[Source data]
************

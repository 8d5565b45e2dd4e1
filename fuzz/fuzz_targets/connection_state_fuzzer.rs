//! Fuzz target for the broker connection state machine
//!
//! Drives `ConnectionManager` through arbitrary interleavings of transport
//! events, broker frames, timer ticks and owner calls.
//!
//! # Invariants
//!
//! - `publish` succeeds only while `Connected`, and never queues otherwise
//! - `OpenTransport` is only emitted while `Connecting`
//! - `close` is idempotent: a second close emits nothing
//! - An inactive connection ignores every event

#![no_main]

use std::time::Duration;

use arbitrary::Arbitrary;
use guidechat_core::{
    BearerToken, ConnectionAction, ConnectionConfig, ConnectionError, ConnectionManager,
    ConnectionStatus, SubscriptionId,
};
use guidechat_proto::{Command, Frame};
use libfuzzer_sys::fuzz_target;

#[derive(Debug, Clone, Arbitrary)]
enum Op {
    Open { with_token: bool },
    TransportOpened,
    TransportClosed,
    Connected { heart_beat: Option<(u16, u16)> },
    Message { subscription: u8 },
    Receipt,
    Error,
    Heartbeat,
    Advance { millis: u16 },
    Subscribe,
    Unsubscribe { id: u8 },
    Publish,
    Close,
}

fn broker_frame(op: &Op) -> Option<Frame> {
    let frame = match op {
        Op::Connected { heart_beat } => {
            let frame = Frame::new(Command::Connected).with_header("version", "1.2");
            match heart_beat {
                Some((cx, cy)) => frame.with_header("heart-beat", format!("{cx},{cy}")),
                None => frame,
            }
        },
        Op::Message { subscription } => Frame::new(Command::Message)
            .with_header("subscription", format!("sub-{subscription}"))
            .with_header("destination", "/topic/userchat/1")
            .with_body(r#"{"id":1,"roomId":1,"senderId":2,"content":"hi"}"#),
        Op::Receipt => Frame::new(Command::Receipt).with_header("receipt-id", "r-1"),
        Op::Error => Frame::new(Command::Error).with_header("message", "denied"),
        _ => return None,
    };
    Some(frame)
}

fn check_actions(
    status_before: ConnectionStatus,
    manager: &ConnectionManager<Duration>,
    actions: &[ConnectionAction],
) {
    for action in actions {
        if matches!(action, ConnectionAction::OpenTransport) {
            assert_eq!(
                manager.status(),
                ConnectionStatus::Connecting,
                "OpenTransport emitted outside Connecting (was {status_before:?})"
            );
        }
    }
}

fuzz_target!(|ops: Vec<Op>| {
    let mut manager = ConnectionManager::new(1, ConnectionConfig::default(), Duration::ZERO);
    let mut now = Duration::ZERO;
    let mut closed = false;

    for op in ops.iter().take(256) {
        let before = manager.status();

        let actions = match op {
            Op::Open { with_token } => {
                let token = with_token.then(|| BearerToken::new("t"));
                match manager.open(token, now) {
                    Ok(actions) => {
                        closed = false;
                        actions
                    },
                    Err(e) => {
                        assert!(matches!(e, ConnectionError::InvalidState { .. }));
                        assert!(manager.is_active());
                        continue;
                    },
                }
            },
            Op::TransportOpened => manager.transport_opened(now),
            Op::TransportClosed => manager.transport_closed(now),
            Op::Heartbeat => {
                manager.heartbeat_received(now);
                vec![]
            },
            Op::Advance { millis } => {
                now += Duration::from_millis(u64::from(*millis));
                manager.tick(now)
            },
            Op::Subscribe => manager.subscribe("/topic/userchat/1").1,
            Op::Unsubscribe { id } => match format!("sub-{id}").parse::<SubscriptionId>() {
                Ok(id) => manager.unsubscribe(id),
                Err(_) => continue,
            },
            Op::Publish => {
                let payload = serde_json::json!({ "content": "hello" });
                match manager.publish("/pub/userchat/1/messages", &payload, now) {
                    Ok(actions) => {
                        assert_eq!(before, ConnectionStatus::Connected, "publish accepted while {before:?}");
                        assert!(matches!(actions.as_slice(), [ConnectionAction::SendFrame(_)]));
                        actions
                    },
                    Err(ConnectionError::NotConnected { status }) => {
                        assert_ne!(status, ConnectionStatus::Connected);
                        continue;
                    },
                    Err(e) => panic!("unexpected publish error: {e}"),
                }
            },
            Op::Close => {
                let actions = manager.close();
                assert!(manager.close().is_empty(), "second close emitted actions");
                closed = true;
                actions
            },
            frame_op => {
                let Some(frame) = broker_frame(frame_op) else { continue };
                match manager.handle_frame(frame, now) {
                    Ok(actions) => actions,
                    Err(_) => continue,
                }
            },
        };

        if closed && !matches!(op, Op::Close) {
            assert!(actions.is_empty(), "inactive connection reacted to {op:?}: {actions:?}");
        }

        check_actions(before, &manager, &actions);
    }
});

************

WHAT IS REQUIRED →
Return, in full, every line of these entries that holds "millis".

THE ANSWER →
    Advance { millis: u16 },
            Op::Advance { millis } => {
                now += Duration::from_millis(u64::from(*millis));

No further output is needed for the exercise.